(Work request)
When the line with "filename src/invoke.rs" appears below, start repeating lines exactly, and keep going through the line with "already built arguments"; add nothing outside that span.
------------------------------------
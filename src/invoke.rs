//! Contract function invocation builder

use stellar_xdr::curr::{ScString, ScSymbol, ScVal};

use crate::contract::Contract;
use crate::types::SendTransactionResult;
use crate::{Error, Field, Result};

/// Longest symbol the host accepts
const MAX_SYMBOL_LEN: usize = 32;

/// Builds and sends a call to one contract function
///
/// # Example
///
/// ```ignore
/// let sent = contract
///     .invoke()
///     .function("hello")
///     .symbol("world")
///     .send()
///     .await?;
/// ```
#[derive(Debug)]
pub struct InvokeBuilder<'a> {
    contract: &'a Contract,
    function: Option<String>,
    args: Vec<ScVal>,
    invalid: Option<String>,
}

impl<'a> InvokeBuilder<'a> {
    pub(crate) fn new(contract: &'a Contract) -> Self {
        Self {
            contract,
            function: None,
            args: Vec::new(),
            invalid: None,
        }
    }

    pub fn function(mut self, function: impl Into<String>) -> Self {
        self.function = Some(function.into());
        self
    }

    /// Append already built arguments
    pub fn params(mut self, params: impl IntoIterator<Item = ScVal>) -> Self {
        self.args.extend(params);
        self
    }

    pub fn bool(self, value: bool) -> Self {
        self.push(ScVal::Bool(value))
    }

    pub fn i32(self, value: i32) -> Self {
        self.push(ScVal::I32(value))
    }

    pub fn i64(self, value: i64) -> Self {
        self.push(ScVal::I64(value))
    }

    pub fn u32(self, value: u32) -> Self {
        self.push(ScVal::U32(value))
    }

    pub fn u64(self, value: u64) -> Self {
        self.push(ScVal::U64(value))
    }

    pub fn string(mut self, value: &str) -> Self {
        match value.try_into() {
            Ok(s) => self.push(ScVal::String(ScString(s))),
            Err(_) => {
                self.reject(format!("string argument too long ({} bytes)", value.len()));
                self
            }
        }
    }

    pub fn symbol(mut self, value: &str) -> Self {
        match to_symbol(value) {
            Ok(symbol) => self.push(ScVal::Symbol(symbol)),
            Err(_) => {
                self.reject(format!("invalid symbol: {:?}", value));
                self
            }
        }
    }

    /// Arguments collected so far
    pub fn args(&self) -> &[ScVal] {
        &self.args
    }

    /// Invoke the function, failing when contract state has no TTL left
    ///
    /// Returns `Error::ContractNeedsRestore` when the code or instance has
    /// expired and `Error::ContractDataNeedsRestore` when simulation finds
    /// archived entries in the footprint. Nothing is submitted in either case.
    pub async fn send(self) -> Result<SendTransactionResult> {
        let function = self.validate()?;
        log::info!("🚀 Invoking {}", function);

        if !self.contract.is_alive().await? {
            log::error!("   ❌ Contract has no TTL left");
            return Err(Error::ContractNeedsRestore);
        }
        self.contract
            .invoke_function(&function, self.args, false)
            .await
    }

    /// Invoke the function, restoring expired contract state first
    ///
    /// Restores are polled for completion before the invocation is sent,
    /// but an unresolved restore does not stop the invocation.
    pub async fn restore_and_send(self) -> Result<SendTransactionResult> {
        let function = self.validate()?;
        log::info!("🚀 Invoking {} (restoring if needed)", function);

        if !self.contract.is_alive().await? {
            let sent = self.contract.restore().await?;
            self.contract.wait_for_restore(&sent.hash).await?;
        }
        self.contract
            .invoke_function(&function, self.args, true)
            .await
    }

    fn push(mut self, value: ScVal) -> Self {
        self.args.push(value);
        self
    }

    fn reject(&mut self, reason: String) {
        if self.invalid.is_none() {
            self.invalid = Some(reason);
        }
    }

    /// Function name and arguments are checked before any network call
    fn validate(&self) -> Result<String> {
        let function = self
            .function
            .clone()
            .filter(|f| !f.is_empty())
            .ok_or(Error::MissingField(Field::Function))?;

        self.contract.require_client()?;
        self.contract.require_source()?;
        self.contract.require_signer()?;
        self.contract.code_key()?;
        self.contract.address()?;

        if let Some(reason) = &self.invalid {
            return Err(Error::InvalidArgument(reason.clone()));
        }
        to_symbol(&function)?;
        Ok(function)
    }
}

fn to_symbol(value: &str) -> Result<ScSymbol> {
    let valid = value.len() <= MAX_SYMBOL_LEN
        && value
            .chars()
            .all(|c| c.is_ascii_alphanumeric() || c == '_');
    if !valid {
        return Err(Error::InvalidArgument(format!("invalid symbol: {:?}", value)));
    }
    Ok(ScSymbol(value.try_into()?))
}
------------------------------------
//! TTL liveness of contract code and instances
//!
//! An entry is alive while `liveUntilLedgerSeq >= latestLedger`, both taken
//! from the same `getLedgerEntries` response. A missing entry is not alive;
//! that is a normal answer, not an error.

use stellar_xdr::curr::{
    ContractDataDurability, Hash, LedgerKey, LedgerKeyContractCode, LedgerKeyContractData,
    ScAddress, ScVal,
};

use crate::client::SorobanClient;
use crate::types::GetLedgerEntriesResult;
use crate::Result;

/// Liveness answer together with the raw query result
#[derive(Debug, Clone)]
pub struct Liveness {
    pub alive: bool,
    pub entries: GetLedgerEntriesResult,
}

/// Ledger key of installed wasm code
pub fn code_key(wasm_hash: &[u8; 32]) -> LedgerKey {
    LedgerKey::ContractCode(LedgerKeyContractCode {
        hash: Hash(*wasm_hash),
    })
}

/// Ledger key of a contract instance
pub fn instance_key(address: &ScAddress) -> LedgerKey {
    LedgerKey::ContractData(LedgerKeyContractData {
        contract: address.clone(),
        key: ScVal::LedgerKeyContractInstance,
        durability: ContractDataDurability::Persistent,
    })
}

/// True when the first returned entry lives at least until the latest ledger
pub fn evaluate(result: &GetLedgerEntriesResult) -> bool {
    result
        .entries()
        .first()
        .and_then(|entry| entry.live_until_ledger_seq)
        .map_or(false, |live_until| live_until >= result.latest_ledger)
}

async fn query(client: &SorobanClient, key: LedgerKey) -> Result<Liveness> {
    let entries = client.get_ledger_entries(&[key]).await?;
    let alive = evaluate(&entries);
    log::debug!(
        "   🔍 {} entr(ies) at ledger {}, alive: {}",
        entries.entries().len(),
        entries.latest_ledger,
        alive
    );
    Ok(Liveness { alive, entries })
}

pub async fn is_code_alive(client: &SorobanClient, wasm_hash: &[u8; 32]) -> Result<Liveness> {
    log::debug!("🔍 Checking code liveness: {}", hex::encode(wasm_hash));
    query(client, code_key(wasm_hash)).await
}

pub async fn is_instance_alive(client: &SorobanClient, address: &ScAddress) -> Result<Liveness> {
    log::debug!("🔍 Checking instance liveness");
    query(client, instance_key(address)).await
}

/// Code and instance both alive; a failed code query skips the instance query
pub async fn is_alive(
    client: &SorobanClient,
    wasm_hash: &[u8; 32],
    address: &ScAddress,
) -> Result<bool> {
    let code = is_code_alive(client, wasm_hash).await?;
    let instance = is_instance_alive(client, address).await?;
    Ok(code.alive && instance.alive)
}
------------------------------------
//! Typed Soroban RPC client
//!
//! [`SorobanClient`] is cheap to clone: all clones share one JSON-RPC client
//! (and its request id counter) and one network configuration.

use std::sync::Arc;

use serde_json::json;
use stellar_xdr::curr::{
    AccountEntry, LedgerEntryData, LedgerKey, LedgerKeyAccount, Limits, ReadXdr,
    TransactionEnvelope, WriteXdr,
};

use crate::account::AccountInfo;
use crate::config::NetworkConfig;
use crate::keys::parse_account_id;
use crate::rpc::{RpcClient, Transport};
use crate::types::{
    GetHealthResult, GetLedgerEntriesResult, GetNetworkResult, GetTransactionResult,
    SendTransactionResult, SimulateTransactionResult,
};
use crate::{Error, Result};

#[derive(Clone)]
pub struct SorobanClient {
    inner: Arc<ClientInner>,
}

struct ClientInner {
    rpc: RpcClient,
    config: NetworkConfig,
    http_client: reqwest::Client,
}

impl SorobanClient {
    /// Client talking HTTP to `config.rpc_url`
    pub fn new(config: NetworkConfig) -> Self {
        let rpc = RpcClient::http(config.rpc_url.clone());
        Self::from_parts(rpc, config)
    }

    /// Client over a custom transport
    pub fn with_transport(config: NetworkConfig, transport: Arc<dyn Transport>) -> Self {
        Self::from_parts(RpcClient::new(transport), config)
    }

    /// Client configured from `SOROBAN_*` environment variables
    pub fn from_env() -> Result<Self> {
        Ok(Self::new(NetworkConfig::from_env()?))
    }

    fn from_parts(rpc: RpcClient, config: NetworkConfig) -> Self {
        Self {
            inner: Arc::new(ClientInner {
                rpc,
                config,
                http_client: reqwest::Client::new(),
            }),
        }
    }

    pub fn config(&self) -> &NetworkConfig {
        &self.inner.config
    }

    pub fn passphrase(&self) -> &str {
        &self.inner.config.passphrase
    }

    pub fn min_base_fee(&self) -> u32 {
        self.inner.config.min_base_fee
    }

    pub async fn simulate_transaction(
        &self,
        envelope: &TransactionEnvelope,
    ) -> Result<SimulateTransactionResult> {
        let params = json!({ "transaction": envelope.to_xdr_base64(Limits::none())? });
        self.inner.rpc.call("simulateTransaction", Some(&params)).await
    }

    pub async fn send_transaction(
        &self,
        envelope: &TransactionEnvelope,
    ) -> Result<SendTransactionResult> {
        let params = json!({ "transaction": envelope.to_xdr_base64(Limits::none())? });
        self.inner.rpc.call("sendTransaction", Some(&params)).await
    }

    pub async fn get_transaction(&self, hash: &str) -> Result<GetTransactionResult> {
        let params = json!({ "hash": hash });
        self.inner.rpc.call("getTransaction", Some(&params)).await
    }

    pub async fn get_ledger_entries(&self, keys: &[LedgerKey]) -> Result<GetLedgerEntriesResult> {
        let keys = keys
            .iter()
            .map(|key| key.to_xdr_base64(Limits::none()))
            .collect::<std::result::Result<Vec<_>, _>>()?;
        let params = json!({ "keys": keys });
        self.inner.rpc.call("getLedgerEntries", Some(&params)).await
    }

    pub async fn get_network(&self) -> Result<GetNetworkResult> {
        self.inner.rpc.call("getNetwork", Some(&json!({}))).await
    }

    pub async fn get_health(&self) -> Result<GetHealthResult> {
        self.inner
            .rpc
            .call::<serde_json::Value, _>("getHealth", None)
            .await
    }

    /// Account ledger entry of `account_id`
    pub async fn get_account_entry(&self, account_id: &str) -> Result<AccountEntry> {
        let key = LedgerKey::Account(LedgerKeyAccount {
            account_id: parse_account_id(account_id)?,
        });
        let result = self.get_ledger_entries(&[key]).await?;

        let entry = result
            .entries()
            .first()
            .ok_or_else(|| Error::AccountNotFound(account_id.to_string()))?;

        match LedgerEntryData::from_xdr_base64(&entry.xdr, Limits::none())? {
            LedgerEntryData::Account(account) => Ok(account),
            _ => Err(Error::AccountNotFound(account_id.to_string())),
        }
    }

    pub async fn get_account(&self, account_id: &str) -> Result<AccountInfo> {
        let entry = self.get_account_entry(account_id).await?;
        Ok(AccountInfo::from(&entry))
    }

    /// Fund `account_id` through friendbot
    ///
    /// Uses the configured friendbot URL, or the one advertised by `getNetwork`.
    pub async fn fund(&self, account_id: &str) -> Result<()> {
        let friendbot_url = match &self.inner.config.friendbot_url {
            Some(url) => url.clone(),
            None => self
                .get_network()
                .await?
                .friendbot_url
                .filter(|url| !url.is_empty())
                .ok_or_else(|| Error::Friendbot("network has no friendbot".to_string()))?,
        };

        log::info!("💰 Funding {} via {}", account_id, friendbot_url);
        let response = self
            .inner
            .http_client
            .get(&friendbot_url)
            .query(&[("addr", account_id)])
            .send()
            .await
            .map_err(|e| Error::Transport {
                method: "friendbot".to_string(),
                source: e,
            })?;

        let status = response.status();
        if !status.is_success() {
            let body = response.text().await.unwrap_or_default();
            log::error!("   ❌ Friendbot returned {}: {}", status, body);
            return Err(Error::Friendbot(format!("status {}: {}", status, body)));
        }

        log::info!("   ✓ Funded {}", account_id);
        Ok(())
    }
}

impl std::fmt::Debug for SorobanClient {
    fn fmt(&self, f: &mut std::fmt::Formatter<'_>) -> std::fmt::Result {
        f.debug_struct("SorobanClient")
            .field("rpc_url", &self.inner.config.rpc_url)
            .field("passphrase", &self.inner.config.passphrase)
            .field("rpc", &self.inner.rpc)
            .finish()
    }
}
------------------------------------
(Output for this exercise)
filename src/invoke.rs
//! Contract function invocation builder

use stellar_xdr::curr::{ScString, ScSymbol, ScVal};

use crate::contract::Contract;
use crate::types::SendTransactionResult;
use crate::{Error, Field, Result};

/// Longest symbol the host accepts
const MAX_SYMBOL_LEN: usize = 32;

/// Builds and sends a call to one contract function
///
/// # Example
///
/// ```ignore
/// let sent = contract
///     .invoke()
///     .function("hello")
///     .symbol("world")
///     .send()
///     .await?;
/// ```
#[derive(Debug)]
pub struct InvokeBuilder<'a> {
    contract: &'a Contract,
    function: Option<String>,
    args: Vec<ScVal>,
    invalid: Option<String>,
}

impl<'a> InvokeBuilder<'a> {
    pub(crate) fn new(contract: &'a Contract) -> Self {
        Self {
            contract,
            function: None,
            args: Vec::new(),
            invalid: None,
        }
    }

    pub fn function(mut self, function: impl Into<String>) -> Self {
        self.function = Some(function.into());
        self
    }

    /// Append already built arguments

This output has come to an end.